Une enseignante de 62 ans conteste devant la justice administrative sa mise à la retraite pour inaptitude physique après avoir été en arrêt maladie pendant près de 17 ans. La décision de l’administration lui aurait entraîné une importante baisse de revenus, avec une perte estimée entre 1 500 et 2 000 euros par mois. Parallèlement, une enquête pénale a été ouverte après des soupçons d’activité professionnelle exercée pendant son arrêt maladie.
L’affaire concerne une professeure agrégée qui a enseigné dans un établissement professionnel de Wesel, en Rhénanie-du-Nord-Westphalie, en Allemagne, entre 2003 et 2009, rapporte le quotidien allemand Bild. À partir de cette période, elle aurait accumulé les arrêts maladie en raison de troubles psychologiques. Pendant ces années, elle aurait continué à percevoir son traitement d’enseignante, compris entre 5 051 euros et 6 174 euros brut par mois.
Une retraite pour inaptitude qui entraîne une forte baisse de revenus
La situation a changé en mai 2026, lorsque la médecine du travail a procédé à un nouvel examen médical. Selon les conclusions de cette évaluation, l’enseignante ne serait pas en mesure de reprendre son activité professionnelle dans les six mois.
L’administration régionale de Düsseldorf a alors décidé de la placer à la retraite pour inaptitude physique. Cette mesure, prévue dans la fonction publique allemande lorsqu’un agent est considéré comme définitivement incapable d’exercer ses fonctions, entraîne un changement de régime de rémunération.
Depuis juin 2026, l’enseignante affirme subir une baisse importante de ses revenus, estimée entre 1 500 et 2 000 euros par mois. Elle a donc saisi le tribunal administratif de Düsseldorf afin d’obtenir l’annulation de cette décision et de conserver son ancien traitement.

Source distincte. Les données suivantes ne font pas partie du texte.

//! Numeric kind, width and lanes of attribute values.
//!
//! Immediates, variables, casts and calls all carry a `DataType`. Two
//! immediates with the same value but different types are different
//! attributes (`1i32` is not `1i64`).

use std::fmt;

/// Kind of a `DataType`.
#[derive(Copy, Clone, Debug, Eq, PartialEq, Hash)]
#[cfg_attr(feature = "cache", derive(serde::Serialize, serde::Deserialize))]
#[repr(u8)]
pub enum TypeCode {
    Int = 0,
    UInt = 1,
    Float = 2,
    Handle = 3,
    Bool = 4,
}

impl TypeCode {
    fn prefix(self) -> &'static str {
        match self {
            TypeCode::Int => "int",
            TypeCode::UInt => "uint",
            TypeCode::Float => "float",
            TypeCode::Handle => "handle",
            TypeCode::Bool => "bool",
        }
    }
}

/// Scalar or vector data type: kind, bit width and lane count.
#[derive(Copy, Clone, Eq, PartialEq, Hash)]
#[cfg_attr(feature = "cache", derive(serde::Serialize, serde::Deserialize))]
pub struct DataType {
    code: TypeCode,
    bits: u8,
    lanes: u16,
}

impl DataType {
    pub const INT8: DataType = DataType::int(8);
    pub const INT32: DataType = DataType::int(32);
    pub const INT64: DataType = DataType::int(64);
    pub const UINT8: DataType = DataType::uint(8);
    pub const FLOAT16: DataType = DataType::float(16);
    pub const FLOAT32: DataType = DataType::float(32);
    pub const FLOAT64: DataType = DataType::float(64);
    pub const BOOL: DataType = DataType::new(TypeCode::Bool, 1, 1);
    pub const HANDLE: DataType = DataType::new(TypeCode::Handle, 64, 1);

    #[inline]
    pub const fn new(code: TypeCode, bits: u8, lanes: u16) -> Self {
        DataType { code, bits, lanes }
    }

    /// Signed integer scalar of `bits` width.
    #[inline]
    pub const fn int(bits: u8) -> Self {
        DataType::new(TypeCode::Int, bits, 1)
    }

    /// Unsigned integer scalar of `bits` width.
    #[inline]
    pub const fn uint(bits: u8) -> Self {
        DataType::new(TypeCode::UInt, bits, 1)
    }

    /// Floating point scalar of `bits` width.
    #[inline]
    pub const fn float(bits: u8) -> Self {
        DataType::new(TypeCode::Float, bits, 1)
    }

    /// Same kind and width with `lanes` vector lanes.
    #[inline]
    #[must_use]
    pub const fn with_lanes(self, lanes: u16) -> Self {
        DataType::new(self.code, self.bits, lanes)
    }

    #[inline]
    pub const fn code(self) -> TypeCode {
        self.code
    }

    #[inline]
    pub const fn bits(self) -> u8 {
        self.bits
    }

    #[inline]
    pub const fn lanes(self) -> u16 {
        self.lanes
    }

    #[inline]
    pub const fn is_scalar(self) -> bool {
        self.lanes == 1
    }

    #[inline]
    pub const fn is_float(self) -> bool {
        matches!(self.code, TypeCode::Float)
    }

    /// Pack kind, width and lanes into one integer.
    ///
    /// Distinct data types always pack to distinct values.
    #[inline]
    pub const fn packed(self) -> u64 {
        ((self.code as u64) << 24) | ((self.bits as u64) << 16) | self.lanes as u64
    }
}

impl fmt::Display for DataType {
    fn fmt(&self, f: &mut fmt::Formatter<'_>) -> fmt::Result {
        match self.code {
            TypeCode::Bool | TypeCode::Handle => f.write_str(self.code.prefix())?,
            _ => write!(f, "{}{}", self.code.prefix(), self.bits)?,
        }
        if self.lanes != 1 {
            write!(f, "x{}", self.lanes)?;
        }
        Ok(())
    }
}

impl fmt::Debug for DataType {
    fn fmt(&self, f: &mut fmt::Formatter<'_>) -> fmt::Result {
        write!(f, "DataType({self})")
    }
}

#[cfg(test)]
mod tests;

Son recours porte essentiellement sur les conséquences financières de cette mise à la retraite anticipée. Elle estime que son état de santé ne justifie pas nécessairement un départ définitif et demande à rester considérée comme enseignante en activité.
En Allemagne, les fonctionnaires bénéficient d’un statut particulier, avec des règles spécifiques concernant les arrêts maladie, la rémunération et la retraite pour incapacité. Lorsqu’une administration estime qu’un agent ne pourra pas reprendre son poste dans un délai raisonnable, elle peut engager une procédure de mise à la retraite anticipée.
Une enquête ouverte pour une possible activité pendant l’arrêt maladie
Cette affaire a également pris une dimension judiciaire après l’ouverture d’une enquête par le parquet de Duisbourg. La justice allemande soupçonne l’enseignante d’avoir exercé une activité rémunérée alors qu’elle était officiellement considérée comme incapable de travailler.
Selon les éléments rapportés par plusieurs médias allemands, elle aurait exercé parallèlement une activité de naturopathe. Les enquêteurs cherchent à déterminer si cette activité était compatible avec son état médical déclaré et avec le versement de son traitement d’enseignante.
Une perquisition aurait récemment été menée à son domicile. Les autorités auraient saisi plusieurs supports informatiques afin d’examiner d’éventuels éléments pouvant confirmer ou écarter les soupçons.
À ce stade, aucune condamnation n’a été prononcée et l’enquête doit encore déterminer si une infraction a réellement été commise. En Allemagne comme ailleurs en Europe, l’exercice d’une activité professionnelle pendant un arrêt maladie peut faire l’objet de contrôles lorsque celle-ci semble incompatible avec l’incapacité déclarée.